Let the numbers be $n$ and $n+1$. So, their squares are $n^2$ and $n^2 + 2n+1$.

I haven't found an idea on how to solve this. Could you suggest some ideas or give hints on how to solve this?

Thanks.

Partial solution sketch

Take any $m,n,a,b,c,d$ such that $m^2 < a < b \le c < d < n^2$. If $ad = bc$ then let $p,q,r,s$ be such that $(a,b,c,d) = (pq,pr,qs,rs)$ (say by letting $p = gcd(a,b)$ and $q = \frac{a}{p}$ and $r = \frac{b}{p}$; and you can work out $s$ and prove that $s$ is an integer).

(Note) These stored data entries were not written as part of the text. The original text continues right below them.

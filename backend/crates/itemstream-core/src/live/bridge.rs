//! Mutation Event Bridge
//!
//! Turns host mutation events (`items.create`, `items.update`, ...) into
//! registry dispatch calls. Only namespaces in the configured scope are
//! forwarded; filtering of subscribers is left to the registry.

use std::sync::Arc;

use itemstream_commons::MutationAction;
use itemstream_configs::EventSettings;
use log::{debug, trace};
use tokio::sync::mpsc;
use tokio::task::JoinHandle;

use super::models::{DispatchReport, ItemEvent, MutationEvent};
use super::registry::SubscriptionRegistry;

/// Bounded capacity of the host event channel
pub const ITEM_EVENT_CHANNEL_CAPACITY: usize = 1024;

pub struct MutationBridge {
    registry: Arc<SubscriptionRegistry>,
    scope: Vec<String>,
}

impl MutationBridge {
    pub fn new(registry: Arc<SubscriptionRegistry>, settings: &EventSettings) -> Self {
        let scope = settings.scope();
        debug!("MutationBridge listening on namespaces {:?}", scope);
        Self { registry, scope }
    }

    pub fn scope(&self) -> &[String] {
        &self.scope
    }

    /// Build the dispatch event for a host event, or `None` when the event
    /// is out of scope or not a create/update/delete
    pub fn translate(&self, event: &ItemEvent) -> Option<MutationEvent> {
        let (namespace, action) = event.parts()?;
        if !self.scope.iter().any(|ns| ns == namespace) {
            trace!("Ignoring event {} outside of scope", event.event);
            return None;
        }

        let collection = event.collection.trim().to_lowercase();
        let mutation = MutationEvent::new(action, collection).with_payload(event.payload.clone());
        // Deletes are described by their payload alone
        let mutation = match (action, &event.key, &event.keys) {
            (MutationAction::Delete, _, _) => mutation,
            (_, Some(key), _) => mutation.with_key(key.clone()),
            (_, None, Some(keys)) => mutation.with_keys(keys.clone()),
            (_, None, None) => mutation,
        };
        Some(mutation)
    }

    /// Translate and dispatch one event, waiting for delivery to finish
    pub async fn forward(&self, event: &ItemEvent) -> Option<DispatchReport> {
        let mutation = self.translate(event)?;
        debug!("[ WS ] event {} on {}", event.event, mutation.collection);
        Some(self.registry.dispatch(&mutation).await)
    }

    /// Consume host events until the channel closes, dispatching each one in
    /// its own task
    pub fn run(self: Arc<Self>, mut rx: mpsc::Receiver<ItemEvent>) -> JoinHandle<()> {
        tokio::spawn(async move {
            while let Some(event) = rx.recv().await {
                let Some(mutation) = self.translate(&event) else {
                    continue;
                };
                let registry = Arc::clone(&self.registry);
                tokio::spawn(async move {
                    registry.dispatch(&mutation).await;
                });
            }
            debug!("MutationBridge event channel closed");
        })
    }
}

#[cfg(test)]
mod tests {
    use super::*;
    use crate::gateway::MemoryGateway;
    use serde_json::json;

    fn bridge(settings: EventSettings) -> MutationBridge {
        let registry = Arc::new(SubscriptionRegistry::new(Arc::new(MemoryGateway::new())));
        MutationBridge::new(registry, &settings)
    }

    #[test]
    fn test_translate_by_action() {
        let bridge = bridge(EventSettings::default());

        let create = ItemEvent::new("items.create", "Articles")
            .with_key(json!(5))
            .with_payload(json!({"title": "x"}));
        let mutation = bridge.translate(&create).unwrap();
        assert_eq!(mutation.action, MutationAction::Create);
        assert_eq!(mutation.collection, "articles");
        assert_eq!(mutation.key, Some(json!(5)));

        let update = ItemEvent::new("items.update", "articles").with_keys(vec![json!(1)]);
        let mutation = bridge.translate(&update).unwrap();
        assert_eq!(mutation.keys, Some(vec![json!(1)]));
        assert_eq!(mutation.key, None);

        let single_update = ItemEvent::new("items.update", "articles").with_key(json!("1"));
        let mutation = bridge.translate(&single_update).unwrap();
        assert_eq!(mutation.key, Some(json!("1")));

        let delete = ItemEvent::new("items.delete", "articles")
            .with_keys(vec![json!(1)])
            .with_payload(json!([1]));
        let mutation = bridge.translate(&delete).unwrap();
        assert_eq!(mutation.keys, None);
        assert_eq!(mutation.payload, json!([1]));
    }

    #[test]
    fn test_namespace_scope() {
        let default_scope = bridge(EventSettings::default());
        assert!(default_scope.translate(&ItemEvent::new("users.update", "users")).is_none());
        assert!(default_scope.translate(&ItemEvent::new("items.sort", "articles")).is_none());

        let with_system = bridge(EventSettings {
            system: true,
            namespaces: vec![],
        });
        assert!(with_system.translate(&ItemEvent::new("users.update", "users")).is_some());

        let custom = bridge(EventSettings {
            system: false,
            namespaces: vec!["orders".to_string()],
        });
        assert!(custom.translate(&ItemEvent::new("orders.create", "orders")).is_some());
        assert!(custom.translate(&ItemEvent::new("users.create", "users")).is_none());
    }

    #[tokio::test]
    async fn test_forward_without_subscribers() {
        let bridge = bridge(EventSettings::default());
        let report = bridge
            .forward(&ItemEvent::new("items.update", "articles").with_keys(vec![json!(1)]))
            .await;
        assert_eq!(report, Some(DispatchReport::default()));
        assert_eq!(bridge.forward(&ItemEvent::new("files.upload", "x")).await, None);
    }
}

Then note that $q < r$ and $ad = bc = pqrs$ and we have the following cases:

1. If $p \le q < r \le s$ then $a = pq \le q^2 < r^2 \le rs = d$.

2. If $q \le p \le r$ then $a = pq \le p^2 \le pr = b$.

3. If $q \le s \le r$ then $c = qs \le s^2 \le rs = d$.

4. If $q < r < p < s$ then ??? (And symmetrically if $p < s < q < r$.)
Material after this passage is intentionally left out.